Pages Capriotes
«C'est arrivé à Naples » par Meville Shavelson
Ou: c'est arrivé à
Capri !
Le plus drôle, le plus charmant, le
plus évocateur des films, dont l'amant de la divine Scarlett est le
héros bougon ,portant le poids de l'art de vivre américain sur ses
épaules, affiche un titre trompeur :
« C'est arrivé à Naples «
exalte surtout la simplicité radieuse de Capri . L'ensorcelante île
rocheuse s'incarne en une femme dont le vaste cœur bat à se rompre
sous une généreuse enveloppe charnelle ! Ce rôle inouï ne
pouvait être l'apanage que de l'intrépide Sophia Loren !

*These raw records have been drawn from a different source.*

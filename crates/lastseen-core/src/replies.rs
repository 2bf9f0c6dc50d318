use crate::error::SeenError;
use crate::resolver::SeenAnswer;

/// IRC bold toggle
const BOLD: char = '\x02';

/// Everything the seen command can say back.
#[derive(Debug)]
pub enum Reply {
    Seen(SeenAnswer),
    NotSeen { target: String, channel: String },
    Usage,
    Failed(SeenError),
}

impl Reply {
    pub fn render(&self, bold: bool) -> String {
        let em = |s: &str| {
            if bold {
                format!("{BOLD}{s}{BOLD}")
            } else {
                s.to_string()
            }
        };

        match self {
            Self::Seen(answer) => {
                let prefix = if answer.present {
                    format!("{} is currently in the channel! Last seen", em(&answer.nick))
                } else {
                    format!("{} was last seen", em(&answer.nick))
                };
                format!("{} {} {}", prefix, answer.ago, answer.activity)
            }
            Self::NotSeen { target, channel } => {
                format!("I haven't seen {} in {}!", em(target), channel)
            }
            Self::Usage => format!("{} seen <nickname>", em("Usage:")),
            // Kept generic; the details went to the log
            Self::Failed(SeenError::UnknownRecordKind { .. }) => {
                format!("{} A database error occurred.", em("Error:"))
            }
            Self::Failed(_) => format!("{} Could not retrieve data.", em("Error:")),
        }
    }
}
use crate::models::SeenRow;
use crate::Database;
use anyhow::Result;
use lastseen_types::models::RecordKind;
use rusqlite::{Connection, OptionalExtension};

const SEEN_COLUMNS: &str = "time, server, channel, nick, kind, text";

impl Database {
    /// Insert the row, replacing any existing row with the same
    /// (server, channel, nick) key. The replacement takes the new row's
    /// nick case.
    pub fn upsert_seen(&self, row: &SeenRow) -> Result<()> {
        self.with_conn(|conn| {
            conn.execute(
                "INSERT OR REPLACE INTO seen (time, server, channel, nick, kind, text)
                 VALUES (?1, ?2, ?3, ?4, ?5, ?6)",
                rusqlite::params![
                    row.time,
                    row.server,
                    row.channel,
                    row.nick,
                    row.kind,
                    row.text
                ],
            )?;
            Ok(())
        })
    }

    /// Exact key lookup (case-insensitive).
    pub fn get_seen(&self, server: &str, channel: &str, nick: &str) -> Result<Option<SeenRow>> {
        self.with_conn(|conn| query_seen_by_key(conn, server, channel, nick))
    }

    /// Most recent row on `channel` that is either about `nick` or records
    /// somebody changing their nick to `nick`.
    pub fn find_latest_seen(
        &self,
        server: &str,
        channel: &str,
        nick: &str,
    ) -> Result<Option<SeenRow>> {
        self.with_conn(|conn| query_latest_seen(conn, server, channel, nick))
    }

    pub fn count_seen(&self) -> Result<u64> {
        self.with_conn(|conn| {
            let count: i64 = conn.query_row("SELECT COUNT(*) FROM seen", [], |row| row.get(0))?;
            Ok(count as u64)
        })
    }
}

fn map_seen_row(row: &rusqlite::Row<'_>) -> rusqlite::Result<SeenRow> {
    Ok(SeenRow {
        time: row.get(0)?,
        server: row.get(1)?,
        channel: row.get(2)?,
        nick: row.get(3)?,
        kind: row.get(4)?,
        text: row.get(5)?,
    })
}

fn query_seen_by_key(
    conn: &Connection,
    server: &str,
    channel: &str,
    nick: &str,
) -> Result<Option<SeenRow>> {
    let mut stmt = conn.prepare(&format!(
        "SELECT {SEEN_COLUMNS} FROM seen WHERE server = ?1 AND channel = ?2 AND nick = ?3"
    ))?;

    let row = stmt
        .query_row([server, channel, nick], map_seen_row)
        .optional()?;

    Ok(row)
}

fn query_latest_seen(
    conn: &Connection,
    server: &str,
    channel: &str,
    nick: &str,
) -> Result<Option<SeenRow>> {
    // rowid breaks ties inside one second: INSERT OR REPLACE always
    // allocates a fresh rowid, so the later write wins.
    let mut stmt = conn.prepare(&format!(
        "SELECT {SEEN_COLUMNS}
         FROM seen
         WHERE server = ?1
           AND channel = ?2
           AND (nick = ?3 OR (kind = ?4 AND text = ?3))
         ORDER BY time DESC, rowid DESC
         LIMIT 1"
    ))?;

    let row = stmt
        .query_row(
            rusqlite::params![server, channel, nick, RecordKind::NickChange.code()],
            map_seen_row,
        )
        .optional()?;

    Ok(row)
}

#[cfg(test)]
mod tests {
    use super::*;

    fn row(time: i64, server: &str, channel: &str, nick: &str, kind: RecordKind, text: Option<&str>) -> SeenRow {
        SeenRow {
            time,
            server: server.to_string(),
            channel: channel.to_string(),
            nick: nick.to_string(),
            kind: kind.code(),
            text: text.map(str::to_string),
        }
    }

    #[test]
    fn schema_has_expected_columns_and_index() {
        let db = Database::open_in_memory().unwrap();
        db.with_conn(|conn| {
            let mut stmt = conn.prepare("PRAGMA table_info(seen)")?;
            let columns = stmt
                .query_map([], |r| r.get::<_, String>(1))?
                .collect::<std::result::Result<Vec<_>, _>>()?;
            assert_eq!(columns, ["time", "server", "channel", "nick", "kind", "text"]);

            let unique: i64 = conn.query_row(
                "SELECT \"unique\" FROM pragma_index_list('seen') WHERE name = 'seen_primary'",
                [],
                |r| r.get(0),
            )?;
            assert_eq!(unique, 1);
            Ok(())
        })
        .unwrap();
    }

    #[test]
    fn plain_insert_violates_case_insensitive_key() {
        let db = Database::open_in_memory().unwrap();
        let result = db.with_conn(|conn| {
            conn.execute(
                "INSERT INTO seen (time, server, channel, nick, kind, text)
                 VALUES (1234567890, 'nonexistent.server', '#nonexistent', 'NonExistentNick', 0, NULL)",
                [],
            )?;
            conn.execute(
                "INSERT INTO seen (time, server, channel, nick, kind, text)
                 VALUES (135792468, 'NONEXISTENT.SERVER', '#NonExistent', 'NONEXISTENTNICK', 1, 'Dummy text')",
                [],
            )?;
            Ok(())
        });
        assert!(result.is_err());
    }

    #[test]
    fn upsert_keeps_one_row_per_key() {
        let db = Database::open_in_memory().unwrap();
        db.upsert_seen(&row(100, "srv", "#c", "bob", RecordKind::Join, None)).unwrap();
        db.upsert_seen(&row(200, "srv", "#C", "Bob", RecordKind::Part, Some("bye"))).unwrap();

        assert_eq!(db.count_seen().unwrap(), 1);
        let stored = db.get_seen("SRV", "#c", "BOB").unwrap().unwrap();
        assert_eq!(stored, row(200, "srv", "#C", "Bob", RecordKind::Part, Some("bye")));
    }

    #[test]
    fn latest_matches_nick_change_target() {
        let db = Database::open_in_memory().unwrap();
        db.upsert_seen(&row(100, "srv", "#c", "Old", RecordKind::NickChange, Some("New")))
            .unwrap();

        let by_old = db.find_latest_seen("srv", "#c", "old").unwrap().unwrap();
        let by_new = db.find_latest_seen("srv", "#c", "NEW").unwrap().unwrap();
        assert_eq!(by_old, by_new);
        assert_eq!(by_old.nick, "Old");
    }

    #[test]
    fn latest_ignores_message_text_matching_nick() {
        let db = Database::open_in_memory().unwrap();
        db.upsert_seen(&row(100, "srv", "#c", "Alice", RecordKind::Message, Some("Bob")))
            .unwrap();

        assert_eq!(db.find_latest_seen("srv", "#c", "Bob").unwrap(), None);
    }

    #[test]
    fn latest_prefers_newest_row() {
        let db = Database::open_in_memory().unwrap();
        db.upsert_seen(&row(100, "srv", "#c", "Old", RecordKind::NickChange, Some("New")))
            .unwrap();
        db.upsert_seen(&row(300, "srv", "#c", "New", RecordKind::Message, Some("hi")))
            .unwrap();

        let latest = db.find_latest_seen("srv", "#c", "New").unwrap().unwrap();
        assert_eq!(latest.kind, RecordKind::Message.code());

        // Same second: the later write wins
        db.upsert_seen(&row(300, "srv", "#c", "Other", RecordKind::NickChange, Some("New")))
            .unwrap();
        let latest = db.find_latest_seen("srv", "#c", "New").unwrap().unwrap();
        assert_eq!(latest.nick, "Other");
    }

    #[test]
    fn lookups_are_scoped_to_server_and_channel() {
        let db = Database::open_in_memory().unwrap();
        db.upsert_seen(&row(100, "srv", "#c", "Bob", RecordKind::Join, None)).unwrap();

        assert_eq!(db.find_latest_seen("other", "#c", "Bob").unwrap(), None);
        assert_eq!(db.find_latest_seen("srv", "#d", "Bob").unwrap(), None);
    }
}
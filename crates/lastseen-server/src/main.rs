mod config;

use std::sync::Arc;

use tokio::io::{AsyncBufReadExt, AsyncWriteExt, BufReader};
use tracing::{error, info, warn};

use lastseen_core::dispatcher::Dispatcher;
use lastseen_core::error::SeenError;
use lastseen_db::Database;
use lastseen_types::events::ChatEvent;

use crate::config::Config;

/// Reads one JSON `ChatEvent` per line on stdin and writes one JSON
/// `OutboundMessage` per line on stdout for every reply.
#[tokio::main]
async fn main() -> anyhow::Result<()> {
    // Load .env if present
    let _ = dotenvy::dotenv();

    // Logs go to stderr, stdout carries replies
    tracing_subscriber::fmt()
        .with_env_filter(
            tracing_subscriber::EnvFilter::try_from_default_env()
                .unwrap_or_else(|_| "lastseen=debug,lastseen_core=debug,lastseen_db=info".into()),
        )
        .with_writer(std::io::stderr)
        .init();

    let config = Config::from_env()?;

    let mut lines = BufReader::new(tokio::io::stdin()).lines();

    let db = match Database::open(&config.db_path) {
        Ok(db) => Arc::new(db),
        Err(e) => {
            // Keep consuming the feed so the host is never blocked on us
            error!("{}; seen tracking disabled", SeenError::StorageUnavailable(e));
            while lines.next_line().await?.is_some() {}
            return Ok(());
        }
    };

    let dispatcher = Dispatcher::new(db, config.seen);
    let mut stdout = tokio::io::stdout();

    info!("lastseen ready, reading events from stdin");

    while let Some(line) = lines.next_line().await? {
        if line.trim().is_empty() {
            continue;
        }

        let event: ChatEvent = match serde_json::from_str(&line) {
            Ok(event) => event,
            Err(e) => {
                warn!("Ignoring malformed event: {}", e);
                continue;
            }
        };

        // Run blocking DB work off the async runtime, one event at a time
        let server = event.server().to_string();
        let d = dispatcher.clone();
        let reply = match tokio::task::spawn_blocking(move || d.handle(event)).await {
            Ok(reply) => reply,
            Err(e) => {
                error!(server = %server, "Event handler panicked: {}", e);
                continue;
            }
        };

        if let Some(message) = reply {
            let mut out = serde_json::to_string(&message)?;
            out.push('\n');
            stdout.write_all(out.as_bytes()).await?;
            stdout.flush().await?;
        }
    }

    info!("Event stream closed, shutting down");
    Ok(())
}
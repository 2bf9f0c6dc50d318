use thiserror::Error;

#[derive(Debug, Error)]
pub enum SeenError {
    /// The store could not be opened or migrated. Nothing can be recorded
    /// or answered while this holds.
    #[error("seen store unavailable: {0:#}")]
    StorageUnavailable(anyhow::Error),

    #[error("failed to write seen record: {0:#}")]
    StorageWrite(anyhow::Error),

    #[error("failed to read seen records: {0:#}")]
    StorageRead(anyhow::Error),

    /// A stored row carries a kind code this build does not know.
    #[error("unknown record kind {kind} for {nick} in {channel} on {server}")]
    UnknownRecordKind {
        kind: i64,
        server: String,
        channel: String,
        nick: String,
    },
}
/// Coarse "time ago" phrases. Months are a flat 30 days and years 365.25,
/// so output never matches a calendar exactly.
const UNITS: [(&str, f64); 6] = [
    ("year", 365.25 * 24.0 * 60.0 * 60.0),
    ("month", 30.0 * 24.0 * 60.0 * 60.0),
    ("week", 7.0 * 24.0 * 60.0 * 60.0),
    ("day", 24.0 * 60.0 * 60.0),
    ("hour", 60.0 * 60.0),
    ("minute", 60.0),
];

/// Describe how long before `now` the `origin` timestamp was, using only the
/// largest unit that fits.
pub fn ago(origin: i64, now: i64) -> String {
    let elapsed = now - origin;
    if elapsed < 60 {
        return "a moment ago".to_string();
    }

    for (unit, secs) in UNITS {
        let ratio = elapsed as f64 / secs;
        if ratio >= 1.0 {
            let n = ratio.round() as i64;
            return format!("{} {}{} ago", n, unit, if n > 1 { "s" } else { "" });
        }
    }

    // elapsed >= 60 always matches the minute unit
    "1 minute ago".to_string()
}
pub mod events;
pub mod models;
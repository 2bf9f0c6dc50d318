use serde::{Deserialize, Serialize};

/// What a user was last seen doing. The discriminants are the values stored
/// in the `kind` column and must never be renumbered.
#[derive(Debug, Clone, Copy, PartialEq, Eq, Hash, Serialize, Deserialize)]
#[repr(i64)]
pub enum RecordKind {
    Join = 0,
    Part = 1,
    Kick = 2,
    Quit = 3,
    NickChange = 4,
    Message = 5,
    Notice = 6,
    Action = 7,
}

impl RecordKind {
    pub fn code(self) -> i64 {
        self as i64
    }
}

impl TryFrom<i64> for RecordKind {
    type Error = i64;

    fn try_from(code: i64) -> Result<Self, Self::Error> {
        match code {
            0 => Ok(Self::Join),
            1 => Ok(Self::Part),
            2 => Ok(Self::Kick),
            3 => Ok(Self::Quit),
            4 => Ok(Self::NickChange),
            5 => Ok(Self::Message),
            6 => Ok(Self::Notice),
            7 => Ok(Self::Action),
            other => Err(other),
        }
    }
}

/// The most recent activity of one nick on one channel of one server.
///
/// `text` holds the part/kick/quit reason, the message body, or for
/// `NickChange` the nick the user changed to.
#[derive(Debug, Clone, PartialEq, Eq, Serialize, Deserialize)]
pub struct ActivityRecord {
    pub server: String,
    pub channel: String,
    pub nick: String,
    pub time: i64,
    pub kind: RecordKind,
    pub text: Option<String>,
}

#[cfg(test)]
mod tests {
    use super::*;

    #[test]
    fn codes_survive_conversion() {
        for kind in [
            RecordKind::Join,
            RecordKind::Part,
            RecordKind::Kick,
            RecordKind::Quit,
            RecordKind::NickChange,
            RecordKind::Message,
            RecordKind::Notice,
            RecordKind::Action,
        ] {
            assert_eq!(RecordKind::try_from(kind.code()), Ok(kind));
        }
    }

    #[test]
    fn unknown_code_is_rejected() {
        assert_eq!(RecordKind::try_from(8), Err(8));
        assert_eq!(RecordKind::try_from(-1), Err(-1));
    }
}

Comédie endiablée, aimable
plaisanterie, leçon exquise sur le bonheur et les tourments de
l'amour ? En toute franchise, ce film baigné de tendresse
sauve de la mélancolie, évite les écueils de l'ennui sentimental
et attise l'envie de renaissance couvant sous les cendres des
dépressions d'hiver.
« C'est arrivé à Naples » ,
souvenir des amateurs d'un cinéma désuet, bel exemple des comédies italiennes farfelues et désinvoltes (Ah! les délicieuses facéties de Luigi Comencini!) qui tourbillonnèrent sur le fil des
années soixante, nous tend la main vers une heureuse époque ...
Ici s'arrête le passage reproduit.